What the 2021 Budget means for Australian businesses summarised
Published 17 May 2021
The Federal Government’s 2021 Budget extends some of last year’s temporary measures intended to provide relief to Australian businesses and facilitate opportunities to stabilise and continue to trade profitably. Some provisions target industry sectors and small to medium sized businesses specifically. Here’s a short summary of the key takeaways.
Tax benefits for businesses
For businesses with a turnover of less than $5 billion per annum last year’s temporary investment tax incentive enabling them to deduct the full cost of any business asset purchased has been extended until 30 June 2023. This deduction also applies to improvements to existing assets.
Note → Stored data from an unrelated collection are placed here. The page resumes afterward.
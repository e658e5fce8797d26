//! Implementation of the `muxt completions` command.

use clap::CommandFactory;
use clap_complete::generate;

use crate::cli::{Cli, CompletionsArgs, Shell};
use crate::error::CliResult;

pub fn execute(args: CompletionsArgs) -> CliResult<()> {
    let shell = match args.shell {
        Shell::Bash => clap_complete::Shell::Bash,
        Shell::Zsh => clap_complete::Shell::Zsh,
        Shell::Fish => clap_complete::Shell::Fish,
        Shell::PowerShell => clap_complete::Shell::PowerShell,
        Shell::Elvish => clap_complete::Shell::Elvish,
    };
    let mut cmd = Cli::command();
    generate(shell, &mut cmd, "muxt", &mut std::io::stdout());
    Ok(())
}
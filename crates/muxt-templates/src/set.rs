//! Named template sets.
//!
//! A [`TemplateSet`] owns a family of parse trees, the function map they may
//! call, and the active delimiters. The builder methods consume and return
//! the set so declarations read as one chain:
//!
//! ```
//! use muxt_templates as template;
//!
//! let set = template::must(
//!     template::new("greet").parse("hello {{.name}}"),
//! );
//! let mut out = String::new();
//! # let data = template::Value::from_serialize(&std::collections::BTreeMap::from([("name", "you")]));
//! set.execute("greet", &data, &mut out).unwrap();
//! assert_eq!(out, "hello you");
//! ```

use std::collections::{BTreeMap, BTreeSet};
use std::sync::{Arc, LazyLock};

use crate::error::{ParseError, RenderError};
use crate::exec;
use crate::files::Files;
use crate::node::Tree;
use crate::parse;
use crate::value::Value;

/// A render-time template function: values in, value or message out.
pub type TemplateFn = Arc<dyn Fn(&[Value]) -> Result<Value, String> + Send + Sync>;

/// Start a new set whose main template is `name`.
pub fn new(name: &str) -> TemplateSet {
    TemplateSet::new(name)
}

/// Unwrap a parse result, panicking with the parse error's message.
///
/// Meant for static initializers, where a template error is a programming
/// error and startup should fail loudly.
pub fn must(result: Result<TemplateSet, ParseError>) -> TemplateSet {
    match result {
        Ok(set) => set,
        Err(err) => panic!("{err}"),
    }
}

/// A lazily-built set for `static` declarations.
pub type LazySet = LazyLock<TemplateSet>;

/// Wrap a constructor for a `static` declaration:
/// `static TEMPLATES: LazySet = lazy(|| …);`
pub const fn lazy(f: fn() -> TemplateSet) -> LazySet {
    LazyLock::new(f)
}

/// What a missing map key evaluates to.
#[derive(Debug, Clone, Copy, PartialEq, Eq, Default)]
pub(crate) enum MissingKey {
    /// Render `<no value>`.
    #[default]
    Default,
    /// Treat as the zero value.
    Zero,
    /// Fail rendering.
    Error,
}

/// A set of named templates sharing functions, options, and delimiters.
#[derive(Clone)]
pub struct TemplateSet {
    name: String,
    trees: BTreeMap<String, Tree>,
    left: String,
    right: String,
    funcs: BTreeMap<String, TemplateFn>,
    missing_key: MissingKey,
}

impl std::fmt::Debug for TemplateSet {
    fn fmt(&self, f: &mut std::fmt::Formatter<'_>) -> std::fmt::Result {
        f.debug_struct("TemplateSet")
            .field("name", &self.name)
            .field("templates", &self.trees.keys().collect::<Vec<_>>())
            .field("delims", &(&self.left, &self.right))
            .field("funcs", &self.funcs.keys().collect::<Vec<_>>())
            .finish()
    }
}

impl TemplateSet {
    pub fn new(name: &str) -> Self {
        Self {
            name: name.to_string(),
            trees: BTreeMap::new(),
            left: crate::LEFT_DELIM.to_string(),
            right: crate::RIGHT_DELIM.to_string(),
            funcs: exec::builtin_funcs(),
            missing_key: MissingKey::Default,
        }
    }

    /// The set's (main template's) name.
    pub fn name(&self) -> &str {
        &self.name
    }

    /// The active delimiter pair.
    pub fn delimiters(&self) -> (&str, &str) {
        (&self.left, &self.right)
    }

    /// Switch the current root: subsequent `parse` calls define template
    /// `name` while keeping every template already in the set.
    pub fn new_root(mut self, name: &str) -> Self {
        self.name = name.to_string();
        self
    }

    /// Change action delimiters for subsequent parses. Empty strings keep
    /// the defaults.
    pub fn delims(mut self, left: &str, right: &str) -> Self {
        if !left.is_empty() {
            self.left = left.to_string();
        }
        if !right.is_empty() {
            self.right = right.to_string();
        }
        self
    }

    /// Set a rendering option. Recognized: `missingkey=default`,
    /// `missingkey=invalid` (same), `missingkey=zero`, `missingkey=error`.
    /// Unrecognized options are ignored.
    pub fn option(mut self, opt: &str) -> Self {
        match opt {
            "missingkey=default" | "missingkey=invalid" => {
                self.missing_key = MissingKey::Default;
            }
            "missingkey=zero" => self.missing_key = MissingKey::Zero,
            "missingkey=error" => self.missing_key = MissingKey::Error,
            _ => {}
        }
        self
    }

    pub(crate) fn missing_key(&self) -> MissingKey {
        self.missing_key
    }

    /// Register template functions. Each pair is a name and anything
    /// convertible to a [`TemplateFn`] (see [`IntoTemplateFn`]).
    pub fn funcs<F: IntoTemplateFn, const N: usize>(mut self, pairs: [(&str, F); N]) -> Self {
        for (name, f) in pairs {
            self.funcs.insert(name.to_string(), f.into_template_fn());
        }
        self
    }

    /// Names of all registered functions, builtins included, sorted.
    pub fn func_names(&self) -> Vec<String> {
        self.funcs.keys().cloned().collect()
    }

    pub(crate) fn func(&self, name: &str) -> Option<&TemplateFn> {
        self.funcs.get(name)
    }

    fn func_name_set(&self) -> BTreeSet<String> {
        self.funcs.keys().cloned().collect()
    }

    /// Parse `text` as the body of the main template. `{{define}}` blocks
    /// inside it register additional templates.
    pub fn parse(self, text: &str) -> Result<Self, ParseError> {
        let name = self.name.clone();
        self.parse_source(&name, text, &name)
    }

    /// Parse `text` as template `name`, recording `parse_name` (usually a
    /// file path) for diagnostics.
    pub fn parse_source(
        mut self,
        name: &str,
        text: &str,
        parse_name: &str,
    ) -> Result<Self, ParseError> {
        let funcs = self.func_name_set();
        let trees = parse::parse(name, text, parse_name, &self.left, &self.right, &funcs)?;
        for (_, tree) in trees {
            parse::add_tree(&mut self.trees, tree);
        }
        Ok(self)
    }

    /// Parse every embedded file matching one of `patterns`. Each matched
    /// file is parsed as a template named after its basename; the entry path
    /// becomes the parse name.
    pub fn parse_files(mut self, files: &Files, patterns: &[&str]) -> Result<Self, ParseError> {
        let mut matched: Vec<&'static str> = Vec::new();
        for pattern in patterns {
            let compiled = glob::Pattern::new(pattern).map_err(|e| {
                ParseError::new(pattern.to_string(), 1, 1, format!("malformed pattern: {e}"))
            })?;
            let mut any = false;
            for path in files.paths() {
                if compiled.matches(path) || compiled.matches(basename(path)) {
                    any = true;
                    if !matched.contains(&path) {
                        matched.push(path);
                    }
                }
            }
            if !any {
                return Err(ParseError::new(
                    pattern.to_string(),
                    1,
                    1,
                    format!("pattern matches no files: {pattern:?}"),
                ));
            }
        }
        matched.sort_unstable();
        for path in matched {
            let text = files.get(path).unwrap_or_default();
            self = self.parse_source(basename(path), text, path)?;
        }
        Ok(self)
    }

    /// Look up a parse tree by template name.
    pub fn find_tree(&self, name: &str) -> Option<&Tree> {
        self.trees.get(name)
    }

    /// All trees, keyed and ordered by name.
    pub fn trees(&self) -> &BTreeMap<String, Tree> {
        &self.trees
    }

    /// Render template `name` with `data`, appending to `out`.
    pub fn execute(&self, name: &str, data: &Value, out: &mut String) -> Result<(), RenderError> {
        exec::execute(self, name, data, out)
    }

    /// Render template `name` with `data` into a fresh string.
    pub fn execute_to_string(&self, name: &str, data: &Value) -> Result<String, RenderError> {
        let mut out = String::new();
        self.execute(name, data, &mut out)?;
        Ok(out)
    }
}

fn basename(path: &str) -> &str {
    path.rsplit('/').next().unwrap_or(path)
}

/// Conversion into the uniform [`TemplateFn`] calling convention.
///
/// Implementations exist for the raw convention and for a handful of common
/// function-pointer shapes, so `.funcs([("upper", upper)])` works for a
/// plain `fn(&str) -> String`.
pub trait IntoTemplateFn {
    fn into_template_fn(self) -> TemplateFn;
}

impl IntoTemplateFn for TemplateFn {
    fn into_template_fn(self) -> TemplateFn {
        self
    }
}

impl IntoTemplateFn for fn(&[Value]) -> Result<Value, String> {
    fn into_template_fn(self) -> TemplateFn {
        Arc::new(self)
    }
}

impl IntoTemplateFn for fn(&str) -> String {
    fn into_template_fn(self) -> TemplateFn {
        Arc::new(move |args: &[Value]| match args {
            [Value::String(s)] => Ok(Value::String(self(s))),
            [other] => Err(format!("expected string argument, got {}", other.type_name())),
            _ => Err(format!("expected 1 argument, got {}", args.len())),
        })
    }
}

impl IntoTemplateFn for fn(String) -> String {
    fn into_template_fn(self) -> TemplateFn {
        Arc::new(move |args: &[Value]| match args {
            [Value::String(s)] => Ok(Value::String(self(s.clone()))),
            [other] => Err(format!("expected string argument, got {}", other.type_name())),
            _ => Err(format!("expected 1 argument, got {}", args.len())),
        })
    }
}

impl IntoTemplateFn for fn(i64) -> i64 {
    fn into_template_fn(self) -> TemplateFn {
        Arc::new(move |args: &[Value]| match args {
            [Value::Int(i)] => Ok(Value::Int(self(*i))),
            [other] => Err(format!("expected int argument, got {}", other.type_name())),
            _ => Err(format!("expected 1 argument, got {}", args.len())),
        })
    }
}

impl IntoTemplateFn for fn(Value) -> Value {
    fn into_template_fn(self) -> TemplateFn {
        Arc::new(move |args: &[Value]| match args {
            [v] => Ok(self(v.clone())),
            _ => Err(format!("expected 1 argument, got {}", args.len())),
        })
    }
}
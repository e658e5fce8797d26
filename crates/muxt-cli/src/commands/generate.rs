//! Implementation of the `muxt generate` command.
//!
//! One generated file per templates variable, written atomically into the
//! package directory. Any collected diagnostic aborts generation before a
//! single byte is written — a package either generates completely or not at
//! all.

use std::path::PathBuf;

use tracing::{debug, instrument};

use muxt_core::emit::{self, EmitConfig};

use crate::cli::{GenerateArgs, GlobalArgs};
use crate::error::{CliError, CliResult, require_identifier};
use crate::output::OutputManager;

#[instrument(skip_all)]
pub fn execute(args: GenerateArgs, global: &GlobalArgs, output: &OutputManager) -> CliResult<()> {
    // Step 1 — validate name-shaped flags before touching the filesystem.
    for (flag, value) in [
        ("--output-routes-func", &args.routes_func),
        ("--output-receiver-interface", &args.receiver_interface),
        ("--output-template-data-type", &args.template_data_type),
    ] {
        if let Some(value) = value {
            require_identifier(flag, value)?;
        }
    }
    if let Some(path) = &args.output_file {
        if path.extension().and_then(|e| e.to_str()) != Some("rs") {
            return Err(CliError::InvalidOutputFile { path: path.clone() });
        }
    }

    let variables = args.pipeline.variables();
    if args.output_file.is_some() && variables.len() > 1 {
        return Err(CliError::InvalidInput {
            message: "--output-file cannot be combined with several templates variables".into(),
        });
    }

    // Step 2 — analyze and emit, one file per variable.
    let package = super::load_package(global)?;
    for var in &variables {
        let analysis = super::run_analysis(&package, &args.pipeline, var)?;
        super::require_clean(&analysis)?;

        // Unused templates don't block generation; `muxt check` treats
        // them as failures.
        for name in analysis.unused_templates() {
            output.warning(&format!("template {name:?} is defined but never rendered"))?;
        }

        let cfg = EmitConfig {
            routes_fn: args.routes_func.clone().unwrap_or_else(|| "routes".into()),
            receiver_interface: args
                .receiver_interface
                .clone()
                .unwrap_or_else(|| "RoutesReceiver".into()),
            data_type: args
                .template_data_type
                .clone()
                .unwrap_or_else(|| "TemplateData".into()),
            templates_var: var.clone(),
        };
        let code = emit::generate(&analysis.routes, &cfg);

        let file_name = args
            .output_file
            .clone()
            .unwrap_or_else(|| PathBuf::from(format!("{}_routes.rs", var.to_lowercase())));
        let path = global.package_dir().join(file_name);
        debug!(path = %path.display(), routes = analysis.routes.len(), "emitting");
        emit::write_atomic(&path, &code).map_err(CliError::Core)?;

        output.success(&format!(
            "wrote {} ({} routes from {})",
            path.display(),
            analysis.routes.len(),
            var
        ))?;
    }
    Ok(())
}
/// Reconstruct the environment of the templates variable `var_ident`.
pub fn evaluate(
    package: &Package,
    index: &TypeIndex,
    var_ident: &str,
) -> Result<Environment, EnvironmentError> {
    let var = package
        .find_value(var_ident)
        .ok_or_else(|| EnvironmentError::VariableNotFound {
            ident: var_ident.to_string(),
        })?;
    let alias = package
        .template_alias(var.file)
        .unwrap_or_else(|| "template".to_string());

    let eval = Evaluator {
        package,
        index,
        file: var.file,
        alias,
    };
    let mut calls = Vec::new();
    eval.collect_chain(var.expr, &mut calls)?;
    debug!(var = var_ident, calls = calls.len(), "initializer chain read");
    eval.replay(calls, var)
}

struct Evaluator<'a> {
    package: &'a Package,
    index: &'a TypeIndex,
    file: &'a SourceFile,
    alias: String,
}
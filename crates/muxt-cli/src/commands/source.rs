//! Implementation of the `muxt template-source` command.

use tracing::instrument;

use crate::cli::{GlobalArgs, SourceArgs};
use crate::error::{CliError, CliResult};
use crate::output::OutputManager;

#[instrument(skip_all)]
pub fn execute(args: SourceArgs, global: &GlobalArgs, output: &OutputManager) -> CliResult<()> {
    let package = super::load_package(global)?;
    for var in args.pipeline.variables() {
        let analysis = super::run_analysis(&package, &args.pipeline, &var)?;
        match analysis.template_source(&args.name) {
            Some(source) => {
                output.report(&source)?;
                return Ok(());
            }
            None => continue,
        }
    }
    Err(CliError::TemplateNotFound {
        name: args.name.clone(),
    })
}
Eligible businesses will also be able to use tax losses from the 2022‒23 income year to offset previously taxed profits as far back as the 2018‒19 income year when they lodge their 2022‒23 tax return.
The corporate tax rate for SMEs (employing up to 199 people) will drop from 27.5% to 25% from 1 July 2021.
Businesses will be allowed to self-assess the economic life of some intangible assets for tax depreciation.
Small businesses will be able to ask the Administrative Appeals Tribunal to act as an independent umpire to stop the Tax Office from pursuing them for disputed debts until the issue has been resolved.
A concessional tax rate of 17% on business profits from Australian medical and biotechnology patents will apply from 1 July 2022.
Government loans for qualifying SMEs
For SMEs with turnover of up to $250 million pa that received JobKeeper payment between 4 January 2021 and 28 March 2021, or were affected by flooding in eligible Local Government Areas in March 2021, the SME Recovery Loan Scheme is being extended and the terms amended to provide
an increased government guarantee of 80%
maximum loans of up to $5 million
maximum loan term of 10 years
interest rates capped at less than 8%.
Borrowers may also be eligible for repayment holidays of up to 24 months.
New incentives for some sectors
Training and education ‒ To encourage business owners and their employees to learn new skills the current exclusion applying to deductions for the first $250 spent on education courses has been removed.
To encourage apprenticeship employment $1.5 billion has been allocated to be paid to businesses taking on new apprentices and trainees for 12 months from commencement.
Digital economy strategy ‒ $1.2 billion over six years allocated to a Digital Economy Strategy to encourage the uptake and use of artificial intelligence by SMEs, adoption of e-invoicing by businesses and across all levels of government, and expansion of the Australian Small Business Advisory Service Digital Solutions program reach to up to 17,000 small businesses.
Micro and SME development ‒ The New Enterprise Incentive Scheme (NEIS) and Entrepreneurship Facilitators Program (EFP) will receive nearly $130 million in funding support those who want to start, run or grow their own business.
SME procurement opportunities ‒ $2.6 million over four years from 2021‒22 to fund SME access to information, training and identification of barriers to participation in Commonwealth procurement.
Social services and care ‒ an estimated additional $17.7 billion for aged care, $13.2 billion for the National Disability Insurance Scheme (NDIS).
National infrastructure‒ $15 billion principally for transport network upgrades.
Small craft breweries and distilleries‒ cap for claims on the Excise Refund Scheme increased from $100,000 to $350,000.
Dispute resolution ‒ The Australian Small Business and Family Enterprise Ombudsman has received additional funding to help small businesses resolve disputes.
Regulatory concessions‒The budget also allocated $134.6 million over four years towards enabling businesses to employ staff and reduce the burden of fulfilling compliance with government regulations.
The information cited in this blog is sourced from government and media websites, and in no way reflects the opinions of Gallagher Australia.